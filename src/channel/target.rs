// SPDX-License-Identifier: Apache-2.0 OR MIT
// Copyright (c) 2025-2026 naskel.com

//! Target channel (spec §4.7): the exchange receive dispatcher, the
//! ExchangeID registry routing retries and task-management onto live
//! commands, and the four per-channel async task queues, grounded on
//! [`rpc::server`]'s dispatch-by-kind loop and [`rpc::client::
//! ServiceClient`]'s `DashMap`-keyed registry style.

use std::collections::VecDeque;
use std::sync::atomic::{AtomicU32, AtomicUsize, Ordering};

use crossbeam::queue::SegQueue;
use dashmap::DashMap;

use crate::command::target::TargetCommandState;
use crate::error::{Error, TaskMgmtStatus};
use crate::exchange::ExchangeId;
use crate::sequencer::{DrainMode, Sequencer};
use crate::serial::SerialNumber;
use crate::slot::target::{CachedResponse, Reservation};
use crate::slot::{SlotFailure, TargetSlotTable};
use crate::stats::{ChannelStats, StatsSnapshot};
use crate::transport::TransportId;

/// A FIFO task queue tied to channel connectivity: ready only while at
/// least one transport is attached (spec §4.7 Async task queues). Backed by
/// a lock-free [`SegQueue`], the same structure the teacher reaches for at
/// its busiest fan-in points (`engine::router`'s inbound packet queue).
pub struct AsyncQueue<T> {
    items: SegQueue<T>,
    attached_transports: AtomicUsize,
}

impl<T> Default for AsyncQueue<T> {
    fn default() -> Self {
        Self {
            items: SegQueue::new(),
            attached_transports: AtomicUsize::new(0),
        }
    }
}

impl<T> AsyncQueue<T> {
    pub fn push(&self, item: T) {
        self.items.push(item);
    }

    /// Pop the next item, but only while the channel has an attached
    /// transport; otherwise the worker should stay quiesced.
    pub fn pop_if_ready(&self) -> Option<T> {
        if !self.is_ready() {
            return None;
        }
        self.items.pop()
    }

    #[must_use]
    pub fn is_ready(&self) -> bool {
        self.attached_transports.load(Ordering::Acquire) > 0
    }

    pub fn attach(&self) {
        self.attached_transports.fetch_add(1, Ordering::AcqRel);
    }

    pub fn detach(&self) {
        self.attached_transports.fetch_sub(1, Ordering::AcqRel);
    }

    #[must_use]
    pub fn len(&self) -> usize {
        self.items.len()
    }

    #[must_use]
    pub fn is_empty(&self) -> bool {
        self.items.is_empty()
    }
}

/// The four async queues a target channel drains work through.
#[derive(Default)]
pub struct ChannelQueues {
    pub retry_response: AsyncQueue<ExchangeId>,
    pub abort_response: AsyncQueue<ExchangeId>,
    /// Slot-failure responses, ordered with respect to TaskMgmt responses.
    pub error: AsyncQueue<(ExchangeId, SlotFailure)>,
    /// Batched sequencer drain after a restart or burst arrival.
    pub restart: AsyncQueue<ExchangeId>,
}

impl ChannelQueues {
    pub fn attach_transport(&self) {
        self.retry_response.attach();
        self.abort_response.attach();
        self.error.attach();
        self.restart.attach();
    }

    pub fn detach_transport(&self) {
        self.retry_response.detach();
        self.abort_response.detach();
        self.error.detach();
        self.restart.detach();
    }
}

struct CommandEntry {
    slot_id: u32,
    slot_sn: SerialNumber,
    command_sn: SerialNumber,
    state: TargetCommandState,
    primary_transport: TransportId,
    /// Transports of retry instances awaiting their own response, beyond
    /// the primary (spec §4.6 Transport allegiance).
    retry_instances: VecDeque<TransportId>,
    /// A TaskMgmt arrived while this command was `Retry`; apply the abort
    /// transition once the retry queue drains.
    pending_abort: bool,
    /// True for a placeholder created because a TaskMgmt arrived before its
    /// target command (spec glossary: ghost command).
    is_ghost: bool,
    /// Status last computed for a TaskMgmt response against this command,
    /// so a client retry of the abort (`Aborted` -> `on_taskmgmt_retry`)
    /// replays the same outcome instead of recomputing it from a state that
    /// no longer distinguishes `AbortedBeforeStart` from `AbortedAfterStart`.
    last_taskmgmt_status: Option<TaskMgmtStatus>,
}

-=-=-=-=-

■ TRY IT ■
Your task is to copy each line from the material above that includes the word "VecDeque".

■ EXERCISE RESULT ■
use std::collections::VecDeque;
    retry_instances: VecDeque<TransportId>,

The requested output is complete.